# THE TASK
Look through the entries that follow and return each line that has the string "cells".

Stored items
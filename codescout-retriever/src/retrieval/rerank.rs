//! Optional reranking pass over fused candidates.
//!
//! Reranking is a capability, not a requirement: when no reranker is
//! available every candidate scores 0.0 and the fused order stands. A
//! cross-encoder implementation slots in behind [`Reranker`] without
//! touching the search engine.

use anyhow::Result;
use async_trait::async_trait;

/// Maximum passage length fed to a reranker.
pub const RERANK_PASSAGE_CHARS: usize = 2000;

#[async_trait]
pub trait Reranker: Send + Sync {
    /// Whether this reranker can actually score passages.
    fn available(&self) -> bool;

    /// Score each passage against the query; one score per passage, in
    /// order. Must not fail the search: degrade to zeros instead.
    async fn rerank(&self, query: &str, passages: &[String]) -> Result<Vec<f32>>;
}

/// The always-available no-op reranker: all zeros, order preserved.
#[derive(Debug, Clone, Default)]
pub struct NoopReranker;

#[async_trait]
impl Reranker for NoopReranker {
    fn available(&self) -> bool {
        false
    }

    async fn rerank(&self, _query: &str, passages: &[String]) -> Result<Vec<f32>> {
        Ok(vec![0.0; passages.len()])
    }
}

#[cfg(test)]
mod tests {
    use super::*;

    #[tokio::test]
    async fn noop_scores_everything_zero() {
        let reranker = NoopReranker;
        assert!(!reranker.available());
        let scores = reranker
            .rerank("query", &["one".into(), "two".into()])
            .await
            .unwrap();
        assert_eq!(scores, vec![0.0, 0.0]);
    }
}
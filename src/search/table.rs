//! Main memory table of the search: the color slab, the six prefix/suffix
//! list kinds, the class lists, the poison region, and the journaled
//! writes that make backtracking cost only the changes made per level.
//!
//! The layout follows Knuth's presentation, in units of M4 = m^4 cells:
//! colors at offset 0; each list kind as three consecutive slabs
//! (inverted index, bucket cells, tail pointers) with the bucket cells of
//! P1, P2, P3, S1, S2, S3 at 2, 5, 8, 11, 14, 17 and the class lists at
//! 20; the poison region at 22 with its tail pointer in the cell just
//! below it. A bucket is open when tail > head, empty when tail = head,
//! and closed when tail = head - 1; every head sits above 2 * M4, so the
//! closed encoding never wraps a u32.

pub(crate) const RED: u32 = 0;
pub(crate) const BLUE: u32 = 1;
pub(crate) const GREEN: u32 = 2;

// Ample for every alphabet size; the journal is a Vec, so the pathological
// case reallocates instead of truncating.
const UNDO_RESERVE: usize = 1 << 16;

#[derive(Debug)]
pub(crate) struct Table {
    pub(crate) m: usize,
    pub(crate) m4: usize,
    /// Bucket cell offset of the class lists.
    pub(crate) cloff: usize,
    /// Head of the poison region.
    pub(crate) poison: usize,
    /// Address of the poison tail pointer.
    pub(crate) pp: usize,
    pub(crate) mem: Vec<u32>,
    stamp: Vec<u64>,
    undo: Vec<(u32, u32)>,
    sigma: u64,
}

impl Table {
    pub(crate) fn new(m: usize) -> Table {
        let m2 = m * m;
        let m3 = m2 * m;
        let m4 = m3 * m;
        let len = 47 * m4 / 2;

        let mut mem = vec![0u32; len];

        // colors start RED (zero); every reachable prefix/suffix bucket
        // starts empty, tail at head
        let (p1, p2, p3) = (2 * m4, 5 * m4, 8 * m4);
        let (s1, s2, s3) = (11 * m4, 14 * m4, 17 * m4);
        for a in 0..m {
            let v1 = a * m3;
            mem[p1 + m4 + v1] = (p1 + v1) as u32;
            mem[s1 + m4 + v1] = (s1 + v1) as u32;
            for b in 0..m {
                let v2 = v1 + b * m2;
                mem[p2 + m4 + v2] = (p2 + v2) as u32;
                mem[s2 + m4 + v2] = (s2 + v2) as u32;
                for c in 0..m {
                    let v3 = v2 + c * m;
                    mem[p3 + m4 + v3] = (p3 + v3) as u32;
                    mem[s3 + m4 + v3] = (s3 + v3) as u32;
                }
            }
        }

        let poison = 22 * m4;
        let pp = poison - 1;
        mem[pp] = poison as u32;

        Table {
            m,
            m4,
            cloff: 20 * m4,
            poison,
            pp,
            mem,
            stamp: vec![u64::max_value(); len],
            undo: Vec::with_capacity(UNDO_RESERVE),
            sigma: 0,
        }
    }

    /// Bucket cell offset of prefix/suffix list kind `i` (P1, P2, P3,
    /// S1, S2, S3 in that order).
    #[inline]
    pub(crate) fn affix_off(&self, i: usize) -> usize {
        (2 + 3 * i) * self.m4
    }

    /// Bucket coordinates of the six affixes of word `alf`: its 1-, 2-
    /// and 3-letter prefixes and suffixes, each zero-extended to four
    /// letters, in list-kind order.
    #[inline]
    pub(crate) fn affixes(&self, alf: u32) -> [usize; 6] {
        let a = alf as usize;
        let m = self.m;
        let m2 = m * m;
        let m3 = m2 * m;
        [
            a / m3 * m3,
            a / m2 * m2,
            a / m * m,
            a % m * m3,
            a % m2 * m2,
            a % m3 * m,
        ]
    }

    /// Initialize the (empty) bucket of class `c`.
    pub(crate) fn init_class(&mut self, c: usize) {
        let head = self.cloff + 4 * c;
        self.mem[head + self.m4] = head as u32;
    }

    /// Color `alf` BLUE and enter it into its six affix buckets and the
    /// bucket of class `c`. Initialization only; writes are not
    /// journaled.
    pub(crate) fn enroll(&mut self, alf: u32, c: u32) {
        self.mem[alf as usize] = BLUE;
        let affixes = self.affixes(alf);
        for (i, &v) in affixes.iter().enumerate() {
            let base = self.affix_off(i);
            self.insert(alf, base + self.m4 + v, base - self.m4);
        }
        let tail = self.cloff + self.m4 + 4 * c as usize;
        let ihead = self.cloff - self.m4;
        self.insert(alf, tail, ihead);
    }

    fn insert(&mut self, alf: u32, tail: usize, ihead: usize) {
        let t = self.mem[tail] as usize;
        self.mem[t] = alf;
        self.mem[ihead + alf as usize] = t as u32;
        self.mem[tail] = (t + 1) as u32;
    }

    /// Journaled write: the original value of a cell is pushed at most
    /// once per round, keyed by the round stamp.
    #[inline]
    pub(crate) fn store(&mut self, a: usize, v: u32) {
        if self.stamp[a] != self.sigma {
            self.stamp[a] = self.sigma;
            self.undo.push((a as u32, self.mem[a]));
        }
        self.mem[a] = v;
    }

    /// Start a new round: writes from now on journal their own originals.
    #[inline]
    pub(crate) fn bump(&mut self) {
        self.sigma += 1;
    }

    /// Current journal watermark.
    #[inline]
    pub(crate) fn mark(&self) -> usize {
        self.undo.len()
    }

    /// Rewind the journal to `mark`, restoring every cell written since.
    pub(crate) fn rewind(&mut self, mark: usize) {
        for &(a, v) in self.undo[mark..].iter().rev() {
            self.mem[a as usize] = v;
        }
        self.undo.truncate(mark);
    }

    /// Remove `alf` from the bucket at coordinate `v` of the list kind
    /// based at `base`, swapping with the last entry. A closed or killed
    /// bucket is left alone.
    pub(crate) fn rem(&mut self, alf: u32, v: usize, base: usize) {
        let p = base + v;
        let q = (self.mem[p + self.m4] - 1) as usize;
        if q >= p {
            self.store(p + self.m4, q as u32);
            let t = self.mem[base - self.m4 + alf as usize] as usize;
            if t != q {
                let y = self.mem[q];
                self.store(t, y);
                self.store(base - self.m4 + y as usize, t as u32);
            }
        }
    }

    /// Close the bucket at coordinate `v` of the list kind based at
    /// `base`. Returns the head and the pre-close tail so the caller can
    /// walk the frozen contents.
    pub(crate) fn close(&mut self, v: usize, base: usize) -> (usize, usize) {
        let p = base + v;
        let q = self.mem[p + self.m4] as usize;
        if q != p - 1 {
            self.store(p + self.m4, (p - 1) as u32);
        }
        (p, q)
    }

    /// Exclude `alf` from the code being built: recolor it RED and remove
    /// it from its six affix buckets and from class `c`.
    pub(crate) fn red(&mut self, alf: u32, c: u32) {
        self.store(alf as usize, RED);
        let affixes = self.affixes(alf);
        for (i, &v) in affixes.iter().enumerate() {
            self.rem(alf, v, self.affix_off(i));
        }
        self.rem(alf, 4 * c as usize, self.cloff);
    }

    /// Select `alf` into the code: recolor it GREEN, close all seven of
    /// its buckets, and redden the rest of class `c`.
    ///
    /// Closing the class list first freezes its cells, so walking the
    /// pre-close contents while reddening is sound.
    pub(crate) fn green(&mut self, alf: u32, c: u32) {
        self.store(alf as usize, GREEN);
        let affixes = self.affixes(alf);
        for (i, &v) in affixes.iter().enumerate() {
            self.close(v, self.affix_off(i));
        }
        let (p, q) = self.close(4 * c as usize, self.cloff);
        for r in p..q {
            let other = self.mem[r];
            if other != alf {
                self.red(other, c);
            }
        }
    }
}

# FINISHED TASK
//! The layout follows Knuth's presentation, in units of M4 = m^4 cells:
//! (inverted index, bucket cells, tail pointers) with the bucket cells of
    /// Closing the class list first freezes its cells, so walking the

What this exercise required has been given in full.